# Central Machinery 14x40 wood turning lathe



## davidmicraig

Nice review. I have this lathe down the basement and have used it off and on. You are correct, the headstock does bend and there is a fair amount of vibration to it. Some of this can be controlled by weighting down the stand. Also, if you wish to upgrade to a chuck for small turnings or hollow vessels. you might want to check out the adapter manufactured by PSI here. The spindle is a strange 10tpi 3/4 configuration. Penn State industries makes an adapter for it so you can put a normal 4 jaw chuck on it. The tailstock will be out of synch with it but works well, by itself, when the piece has been rounded. You can use the HF faceplate to round the vessel then chuck it for further cuts.

Thanks for the review,

David


----------



## a1Jim

Good review


----------



## tooldad

Thanks for the review. I was going to look at a used Grizzly lathe built the same way. Someone else got to it first. Probably better that I didn't get one with tube bed.


----------



## thatwoodworkingguy

hmmm thanks for the review.
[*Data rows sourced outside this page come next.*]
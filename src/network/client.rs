use super::error::UploadError;
use crate::config::types::BackendConfig;
use crate::sequence::{SampleNetwork, SamplePayload};
use async_trait::async_trait;
use serde::Serialize;
use serde_json::json;
use thiserror::Error;

#[derive(Debug, Error)]
pub enum ApiError {
    #[error("HTTP request failed: {0}")]
    HttpError(#[from] reqwest::Error),

    #[error("backend returned error status {status}: {message}")]
    BackendError { status: u16, message: String },
}

pub type Result<T> = std::result::Result<T, ApiError>;

impl From<ApiError> for UploadError {
    fn from(e: ApiError) -> Self {
        match e {
            ApiError::HttpError(e) => UploadError::from(e),
            ApiError::BackendError { status, message } => UploadError::Server { status, message },
        }
    }
}

/// HTTP client for the upload backend
#[derive(Debug, Clone)]
pub struct ApiClient {
    base_url: String,
    access_token: Option<String>,
    client: reqwest::Client,
}

impl ApiClient {
    pub fn new(config: &BackendConfig) -> Result<Self> {
        let client = reqwest::Client::builder()
            .timeout(config.request_timeout)
            .build()?;

        Ok(Self {
            base_url: config.base_url.trim_end_matches('/').to_string(),
            access_token: config.access_token.clone().filter(|t| !t.is_empty()),
            client,
        })
    }

    /// Send one device telemetry record
    pub async fn send_device_data<T: Serialize + ?Sized>(&self, record: &T) -> Result<()> {
        let body = json!({ "phone_event": { "data": record } });
        self.post("v1/phone_events", &body).await
    }

    /// Send the samples of one health category
    pub async fn upload_health_data(&self, payload: &SamplePayload, source: &str) -> Result<()> {
        let body = json!({
            "integration_data": {
                "data": payload.to_json(),
                "source": source,
            }
        });
        self.post("v1/integration_datas", &body).await
    }

    async fn post(&self, path: &str, body: &serde_json::Value) -> Result<()> {
        let url = format!("{}/{}", self.base_url, path);
        let mut request = self.client.post(&url).json(body);
        if let Some(token) = &self.access_token {
            request = request.bearer_auth(token);
        }

        let response = request.send().await?;

        if !response.status().is_success() {
            return Err(ApiError::BackendError {
                status: response.status().as_u16(),
                message: response.text().await.unwrap_or_default(),
            });
        }

        Ok(())
    }
}

#[async_trait]
impl SampleNetwork for ApiClient {
    async fn upload_health_data(
        &self,
        payload: &SamplePayload,
        source: &str,
    ) -> std::result::Result<(), UploadError> {
        ApiClient::upload_health_data(self, payload, source)
            .await
            .map_err(UploadError::from)
    }
}

#[cfg(test)]
mod tests {
    use super::*;
    use crate::sequence::HealthDataType;
    use std::time::Duration;
    use tokio::io::{AsyncReadExt, AsyncWriteExt};
    use tokio::net::TcpListener;

    fn config(base_url: &str, token: Option<&str>) -> BackendConfig {
        BackendConfig {
            base_url: base_url.to_string(),
            access_token: token.map(str::to_string),
            request_timeout: Duration::from_secs(5),
            source: "test".to_string(),
        }
    }

    fn request_complete(buf: &[u8]) -> bool {
        let text = String::from_utf8_lossy(buf);
        let Some(header_end) = text.find("\r\n\r\n") else {
            return false;
        };
        let content_length = text[..header_end]
            .lines()
            .find_map(|line| {
                line.to_ascii_lowercase()
                    .strip_prefix("content-length:")
                    .map(|v| v.trim().parse::<usize>().unwrap_or(0))
            })
            .unwrap_or(0);
        buf.len() >= header_end + 4 + content_length
    }

    /// Accept one connection, answer with `response` and hand back the raw request.
    async fn serve_once(response: &'static str) -> (String, tokio::task::JoinHandle<String>) {
        let listener = TcpListener::bind("127.0.0.1:0").await.unwrap();
        let addr = listener.local_addr().unwrap();
        let handle = tokio::spawn(async move {
            let (mut socket, _) = listener.accept().await.unwrap();
            let mut received = Vec::new();
            let mut chunk = [0u8; 4096];
            loop {
                let n = socket.read(&mut chunk).await.unwrap();
                if n == 0 {
                    break;
                }
                received.extend_from_slice(&chunk[..n]);
                if request_complete(&received) {
                    break;
                }
            }
            socket.write_all(response.as_bytes()).await.unwrap();
            let _ = socket.shutdown().await;
            String::from_utf8_lossy(&received).to_string()
        });
        (format!("http://{}", addr), handle)
    }

    #[tokio::test]
    async fn test_device_data_is_posted_with_bearer_token() {
        let (url, server) =
            serve_once("HTTP/1.1 201 Created\r\ncontent-length: 0\r\nconnection: close\r\n\r\n")
                .await;
        let client = ApiClient::new(&config(&format!("{}/", url), Some("secret"))).unwrap();

        client
            .send_device_data(&json!({ "battery_level": 0.5 }))
            .await
            .unwrap();

        let request = server.await.unwrap();
        assert!(request.starts_with("POST /v1/phone_events "));
        assert!(request.to_ascii_lowercase().contains("authorization: bearer secret"));
        assert!(request.contains("\"phone_event\""));
        assert!(request.contains("\"battery_level\":0.5"));
    }

    #[tokio::test]
    async fn test_health_payload_shape() {
        let (url, server) =
            serve_once("HTTP/1.1 200 OK\r\ncontent-length: 0\r\nconnection: close\r\n\r\n").await;
        let client = ApiClient::new(&config(&url, None)).unwrap();
        let payload = SamplePayload {
            category: HealthDataType::StepCount,
            samples: vec![json!({ "value": 12 })],
        };

        client.upload_health_data(&payload, "watch").await.unwrap();

        let request = server.await.unwrap();
        assert!(request.starts_with("POST /v1/integration_datas "));
        assert!(!request.to_ascii_lowercase().contains("authorization:"));
        let body = &request[request.find("\r\n\r\n").unwrap() + 4..];
        let body: serde_json::Value = serde_json::from_str(body).unwrap();
        assert_eq!(
            body,
            json!({
                "integration_data": {
                    "data": { "stepCount": [{ "value": 12 }] },
                    "source": "watch",
                }
            })
        );
    }

    #[tokio::test]
    async fn test_error_status_maps_to_server_error() {
        let (url, _server) = serve_once(
            "HTTP/1.1 422 Unprocessable Entity\r\ncontent-length: 3\r\nconnection: close\r\n\r\nbad",
        )
        .await;
        let client = ApiClient::new(&config(&url, None)).unwrap();

        let err = client.send_device_data(&json!({})).await.unwrap_err();
        assert_eq!(
            UploadError::from(err),
            UploadError::Server {
                status: 422,
                message: "bad".to_string()
            }
        );
    }

    #[tokio::test]
    async fn test_refused_connection_is_connectivity_error() {
        let listener = TcpListener::bind("127.0.0.1:0").await.unwrap();
        let addr = listener.local_addr().unwrap();
        drop(listener);

        let client = ApiClient::new(&config(&format!("http://{}", addr), None)).unwrap();
        let err = client.send_device_data(&json!({})).await.unwrap_err();
        assert!(UploadError::from(err).is_connectivity());
    }
}
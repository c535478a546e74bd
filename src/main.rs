use batchup::config::resolve_config_path;
use clap::{Parser, Subcommand};
use std::path::PathBuf;
use tracing_subscriber::{layer::SubscriberExt, util::SubscriberInitExt};

#[derive(Parser)]
#[command(name = "batchup")]
#[command(about = "Batched, resumable telemetry and health sample uploader", long_about = None)]
struct Cli {
    #[arg(long, global = true)]
    config: Option<PathBuf>,

    #[command(subcommand)]
    command: Option<Commands>,
}

#[derive(Subcommand)]
enum Commands {
    /// Run the uploaders until interrupted
    Run,
    /// Print persisted scheduling state
    Status,
    Config {
        #[command(subcommand)]
        action: ConfigAction,
    },
}

#[derive(Subcommand)]
enum ConfigAction {
    /// Write a starter config file
    Init {
        #[arg(long)]
        stdout: bool,
    },
}

#[tokio::main]
async fn main() -> Result<(), Box<dyn std::error::Error>> {
    tracing_subscriber::registry()
        .with(
            tracing_subscriber::EnvFilter::try_from_default_env()
                .unwrap_or_else(|_| "batchup=info".into()),
        )
        .with(tracing_subscriber::fmt::layer())
        .init();

    let cli = Cli::parse();
    let config_path = resolve_config_path(cli.config.as_deref());

    match cli.command {
        Some(Commands::Run) | None => {
            batchup::cli::run::run(config_path).await?;
        }
        Some(Commands::Status) => {
            batchup::cli::status::status(config_path).await?;
        }
        Some(Commands::Config { action }) => match action {
            ConfigAction::Init { stdout } => {
                batchup::cli::config::init(stdout)?;
            }
        },
    }

    Ok(())
}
I was thinking of getting this.


----------



## greasemonkeyredneck

I had this same lathe. I bought it on sale for $69 at Harbour Freight. It lasted two weeks before the tailstock housing busted. Before I could get a chance to return it, I got my hand on another lathe and this just sat in my shop for about six months. Eventually I added padding and glued six inch sanding disks to the plates on the inboard and outboard sides, removed rail bed completely and started using it as a stationary disk sander. I'd have given this no stars as a lathe, but five stars as a disk sander.


----------



## WoodworkingGeek

I was looking into buying this lathe but the following changed my mind. Have you seen a lathe with a sheet metal headstock? And have you seen a lathe that's lathe bed with a tube design? the tube design would flex too much. I wouldn't recommend getting this lathe.


----------